• **Records for processing**:
//! Effect kinds and their static properties.

use serde::{Deserialize, Serialize};
use std::fmt;

/// Broad grouping of effect kinds.
#[derive(Debug, Clone, Copy, PartialEq, Eq, Hash, Serialize, Deserialize)]
pub enum EffectCategory {
    /// Damage over time.
    Dot,
    /// Beneficial stat or heal-over-time effect.
    Buff,
    /// Harmful stat effect.
    Debuff,
    /// Absorbs or returns incoming damage.
    Protection,
    /// Restricts what the fighter may do.
    CrowdControl,
}

/// Every status effect the engine knows about.
///
/// Declaration order is the canonical processing order for ticks and
/// modifier aggregation.
#[derive(Debug, Clone, Copy, PartialEq, Eq, PartialOrd, Ord, Hash, Serialize, Deserialize)]
pub enum EffectKind {
    /// Stacking damage over time.
    Poison,
    /// Fire damage over time; melts Frozen.
    Burn,
    /// Damage over time that worsens when the bearer acts.
    Bleed,
    /// Lightning damage over time, doubled on wet ground.
    Shock,
    /// Healing over time.
    Regeneration,
    /// Raises strength.
    StrengthBoost,
    /// Raises defense.
    DefenseBoost,
    /// More damage dealt and healing received.
    Bless,
    /// Extra movement.
    Haste,
    /// Less damage taken.
    Fortify,
    /// More damage dealt at the cost of defense.
    Enrage,
    /// Cheaper skills.
    Clarity,
    /// Lowers strength.
    Weakness,
    /// More damage taken, less healing received.
    Curse,
    /// Less movement.
    Slow,
    /// More damage taken.
    Vulnerable,
    /// Absorbs a flat amount of damage.
    Shield,
    /// Returns a share of each hit to the attacker.
    Reflect,
    /// Returns flat damage to the attacker.
    Thorns,
    /// Cannot act.
    Stun,
    /// Movement halved; shatters under heavy hits.
    Frozen,
    /// Cannot use skills.
    Silence,
}

/// Static properties of an effect kind.
#[derive(Debug, Clone, Copy, PartialEq, Eq)]
pub struct EffectSpec {
    /// Group the kind belongs to.
    pub category: EffectCategory,
    /// Stack cap; 1 for non-stackable kinds.
    pub max_stacks: u32,
    /// Per-tick damage (DOT) or healing (HOT) for a single stack.
    pub per_tick: u32,
    /// True for effects a defeated fighter may not receive.
    pub beneficial: bool,
}

/// Flat amount a fresh Shield absorbs.
pub const SHIELD_ABSORB: u32 = 50;

/// Percentage of a hit that Reflect sends back.
pub const REFLECT_PERCENT: u32 = 25;

/// Flat damage Thorns returns per stack.
pub const THORNS_PER_STACK: u32 = 5;

impl EffectKind {
    /// Number of kinds.
    pub const COUNT: usize = 22;

    /// All kinds in canonical order.
    pub const ALL: [EffectKind; Self::COUNT] = [
        Self::Poison,
        Self::Burn,
        Self::Bleed,
        Self::Shock,
        Self::Regeneration,
        Self::StrengthBoost,
        Self::DefenseBoost,
        Self::Bless,
        Self::Haste,
        Self::Fortify,
        Self::Enrage,
        Self::Clarity,
        Self::Weakness,
        Self::Curse,
        Self::Slow,
        Self::Vulnerable,
        Self::Shield,
        Self::Reflect,
        Self::Thorns,
        Self::Stun,
        Self::Frozen,
        Self::Silence,
    ];

    /// Position of this kind in [`EffectKind::ALL`].
    #[must_use]
    pub const fn index(self) -> usize {
        self as usize
    }

    /// Static properties of this kind.
    #[must_use]
    pub const fn spec(self) -> EffectSpec {
        use EffectCategory::{Buff, CrowdControl, Debuff, Dot, Protection};
        let (category, max_stacks, per_tick) = match self {
            Self::Poison => (Dot, 5, 10),
            Self::Burn => (Dot, 3, 8),
            Self::Bleed => (Dot, 5, 4),
            Self::Shock => (Dot, 1, 12),
            Self::Regeneration => (Buff, 3, 8),
            Self::StrengthBoost
            | Self::DefenseBoost
            | Self::Bless
            | Self::Haste
            | Self::Enrage
            | Self::Clarity => (Buff, 1, 0),
            Self::Fortify => (Buff, 2, 0),
            Self::Weakness | Self::Curse | Self::Slow | Self::Vulnerable => (Debuff, 1, 0),
            Self::Shield | Self::Reflect => (Protection, 1, 0),
            Self::Thorns => (Protection, 3, 0),
            Self::Stun | Self::Frozen | Self::Silence => (CrowdControl, 1, 0),
        };
        EffectSpec {
            category,
            max_stacks,
            per_tick,
            beneficial: matches!(category, Buff | Protection),
        }
    }

    /// Group this kind belongs to.
    #[must_use]
    pub const fn category(self) -> EffectCategory {
        self.spec().category
    }

    /// Stack cap.
    #[must_use]
    pub const fn max_stacks(self) -> u32 {
        self.spec().max_stacks
    }

    /// True if reapplication adds stacks instead of only refreshing.
    #[must_use]
    pub const fn is_stackable(self) -> bool {
        self.spec().max_stacks > 1
    }

    /// True for buffs and protections.
    #[must_use]
    pub const fn is_beneficial(self) -> bool {
        self.spec().beneficial
    }

    /// True for kinds that heal every tick.
    #[must_use]
    pub const fn heals_over_time(self) -> bool {
        matches!(self, Self::Regeneration)
    }

    /// True for kinds that damage every tick.
    #[must_use]
    pub const fn damages_over_time(self) -> bool {
        matches!(self.spec().category, EffectCategory::Dot)
    }
}

impl fmt::Display for EffectKind {
    fn fmt(&self, f: &mut fmt::Formatter<'_>) -> fmt::Result {
        fmt::Debug::fmt(self, f)
    }
}

#[cfg(test)]
mod tests {
    use super::*;

    #[test]
    fn all_is_in_index_order() {
        for (i, kind) in EffectKind::ALL.iter().enumerate() {
            assert_eq!(kind.index(), i);
        }
    }

    #[test]
    fn stack_caps() {
        assert_eq!(EffectKind::Poison.max_stacks(), 5);
        assert_eq!(EffectKind::Burn.max_stacks(), 3);
        assert_eq!(EffectKind::Bleed.max_stacks(), 5);
        assert_eq!(EffectKind::Regeneration.max_stacks(), 3);
        assert_eq!(EffectKind::Fortify.max_stacks(), 2);
        assert_eq!(EffectKind::Thorns.max_stacks(), 3);

        let stackable: Vec<_> = EffectKind::ALL
            .into_iter()
            .filter(|k| k.is_stackable())
            .collect();
        assert_eq!(stackable.len(), 6);
    }

    #[test]
    fn categories_drive_beneficial_flag() {
        assert!(EffectKind::Regeneration.is_beneficial());
        assert!(EffectKind::Shield.is_beneficial());
        assert!(!EffectKind::Poison.is_beneficial());
        assert!(!EffectKind::Curse.is_beneficial());
        assert!(!EffectKind::Stun.is_beneficial());
    }
}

• **Work item**: The response must restate every entry word for word.

• **Expected answer**:
//! Effect kinds and their static properties.

use serde::{Deserialize, Serialize};
use std::fmt;

/// Broad grouping of effect kinds.
#[derive(Debug, Clone, Copy, PartialEq, Eq, Hash, Serialize, Deserialize)]
pub enum EffectCategory {
    /// Damage over time.
    Dot,
    /// Beneficial stat or heal-over-time effect.
    Buff,
    /// Harmful stat effect.
    Debuff,
    /// Absorbs or returns incoming damage.
    Protection,
    /// Restricts what the fighter may do.
    CrowdControl,
}

/// Every status effect the engine knows about.
///
/// Declaration order is the canonical processing order for ticks and
/// modifier aggregation.
#[derive(Debug, Clone, Copy, PartialEq, Eq, PartialOrd, Ord, Hash, Serialize, Deserialize)]
pub enum EffectKind {
    /// Stacking damage over time.
    Poison,
    /// Fire damage over time; melts Frozen.
    Burn,
    /// Damage over time that worsens when the bearer acts.
    Bleed,
    /// Lightning damage over time, doubled on wet ground.
    Shock,
    /// Healing over time.
    Regeneration,
    /// Raises strength.
    StrengthBoost,
    /// Raises defense.
    DefenseBoost,
    /// More damage dealt and healing received.
    Bless,
    /// Extra movement.
    Haste,
    /// Less damage taken.
    Fortify,
    /// More damage dealt at the cost of defense.
    Enrage,
    /// Cheaper skills.
    Clarity,
    /// Lowers strength.
    Weakness,
    /// More damage taken, less healing received.
    Curse,
    /// Less movement.
    Slow,
    /// More damage taken.
    Vulnerable,
    /// Absorbs a flat amount of damage.
    Shield,
    /// Returns a share of each hit to the attacker.
    Reflect,
    /// Returns flat damage to the attacker.
    Thorns,
    /// Cannot act.
    Stun,
    /// Movement halved; shatters under heavy hits.
    Frozen,
    /// Cannot use skills.
    Silence,
}

/// Static properties of an effect kind.
#[derive(Debug, Clone, Copy, PartialEq, Eq)]
pub struct EffectSpec {
    /// Group the kind belongs to.
    pub category: EffectCategory,
    /// Stack cap; 1 for non-stackable kinds.
    pub max_stacks: u32,
    /// Per-tick damage (DOT) or healing (HOT) for a single stack.
    pub per_tick: u32,
    /// True for effects a defeated fighter may not receive.
    pub beneficial: bool,
}

/// Flat amount a fresh Shield absorbs.
pub const SHIELD_ABSORB: u32 = 50;

/// Percentage of a hit that Reflect sends back.
pub const REFLECT_PERCENT: u32 = 25;

/// Flat damage Thorns returns per stack.
pub const THORNS_PER_STACK: u32 = 5;

impl EffectKind {
    /// Number of kinds.
    pub const COUNT: usize = 22;

    /// All kinds in canonical order.
    pub const ALL: [EffectKind; Self::COUNT] = [
        Self::Poison,
        Self::Burn,
        Self::Bleed,
        Self::Shock,
        Self::Regeneration,
        Self::StrengthBoost,
        Self::DefenseBoost,
        Self::Bless,
        Self::Haste,
        Self::Fortify,
        Self::Enrage,
        Self::Clarity,
        Self::Weakness,
        Self::Curse,
        Self::Slow,
        Self::Vulnerable,
        Self::Shield,
        Self::Reflect,
        Self::Thorns,
        Self::Stun,
        Self::Frozen,
        Self::Silence,
    ];

    /// Position of this kind in [`EffectKind::ALL`].
    #[must_use]
    pub const fn index(self) -> usize {
        self as usize
    }

    /// Static properties of this kind.
    #[must_use]
    pub const fn spec(self) -> EffectSpec {
        use EffectCategory::{Buff, CrowdControl, Debuff, Dot, Protection};
        let (category, max_stacks, per_tick) = match self {
            Self::Poison => (Dot, 5, 10),
            Self::Burn => (Dot, 3, 8),
            Self::Bleed => (Dot, 5, 4),
            Self::Shock => (Dot, 1, 12),
            Self::Regeneration => (Buff, 3, 8),
            Self::StrengthBoost
            | Self::DefenseBoost
            | Self::Bless
            | Self::Haste
            | Self::Enrage
            | Self::Clarity => (Buff, 1, 0),
            Self::Fortify => (Buff, 2, 0),
            Self::Weakness | Self::Curse | Self::Slow | Self::Vulnerable => (Debuff, 1, 0),
            Self::Shield | Self::Reflect => (Protection, 1, 0),
            Self::Thorns => (Protection, 3, 0),
            Self::Stun | Self::Frozen | Self::Silence => (CrowdControl, 1, 0),
        };
        EffectSpec {
            category,
            max_stacks,
            per_tick,
            beneficial: matches!(category, Buff | Protection),
        }
    }

    /// Group this kind belongs to.
    #[must_use]
    pub const fn category(self) -> EffectCategory {
        self.spec().category
    }

    /// Stack cap.
    #[must_use]
    pub const fn max_stacks(self) -> u32 {
        self.spec().max_stacks
    }

    /// True if reapplication adds stacks instead of only refreshing.
    #[must_use]
    pub const fn is_stackable(self) -> bool {
        self.spec().max_stacks > 1
    }

    /// True for buffs and protections.
    #[must_use]
    pub const fn is_beneficial(self) -> bool {
        self.spec().beneficial
    }

    /// True for kinds that heal every tick.
    #[must_use]
    pub const fn heals_over_time(self) -> bool {
        matches!(self, Self::Regeneration)
    }

    /// True for kinds that damage every tick.
    #[must_use]
    pub const fn damages_over_time(self) -> bool {
        matches!(self.spec().category, EffectCategory::Dot)
    }
}

impl fmt::Display for EffectKind {
    fn fmt(&self, f: &mut fmt::Formatter<'_>) -> fmt::Result {
        fmt::Debug::fmt(self, f)
    }
}

#[cfg(test)]
mod tests {
    use super::*;

    #[test]
    fn all_is_in_index_order() {
        for (i, kind) in EffectKind::ALL.iter().enumerate() {
            assert_eq!(kind.index(), i);
        }
    }

    #[test]
    fn stack_caps() {
        assert_eq!(EffectKind::Poison.max_stacks(), 5);
        assert_eq!(EffectKind::Burn.max_stacks(), 3);
        assert_eq!(EffectKind::Bleed.max_stacks(), 5);
        assert_eq!(EffectKind::Regeneration.max_stacks(), 3);
        assert_eq!(EffectKind::Fortify.max_stacks(), 2);
        assert_eq!(EffectKind::Thorns.max_stacks(), 3);

        let stackable: Vec<_> = EffectKind::ALL
            .into_iter()
            .filter(|k| k.is_stackable())
            .collect();
        assert_eq!(stackable.len(), 6);
    }

    #[test]
    fn categories_drive_beneficial_flag() {
        assert!(EffectKind::Regeneration.is_beneficial());
        assert!(EffectKind::Shield.is_beneficial());
        assert!(!EffectKind::Poison.is_beneficial());
        assert!(!EffectKind::Curse.is_beneficial());
        assert!(!EffectKind::Stun.is_beneficial());
    }
}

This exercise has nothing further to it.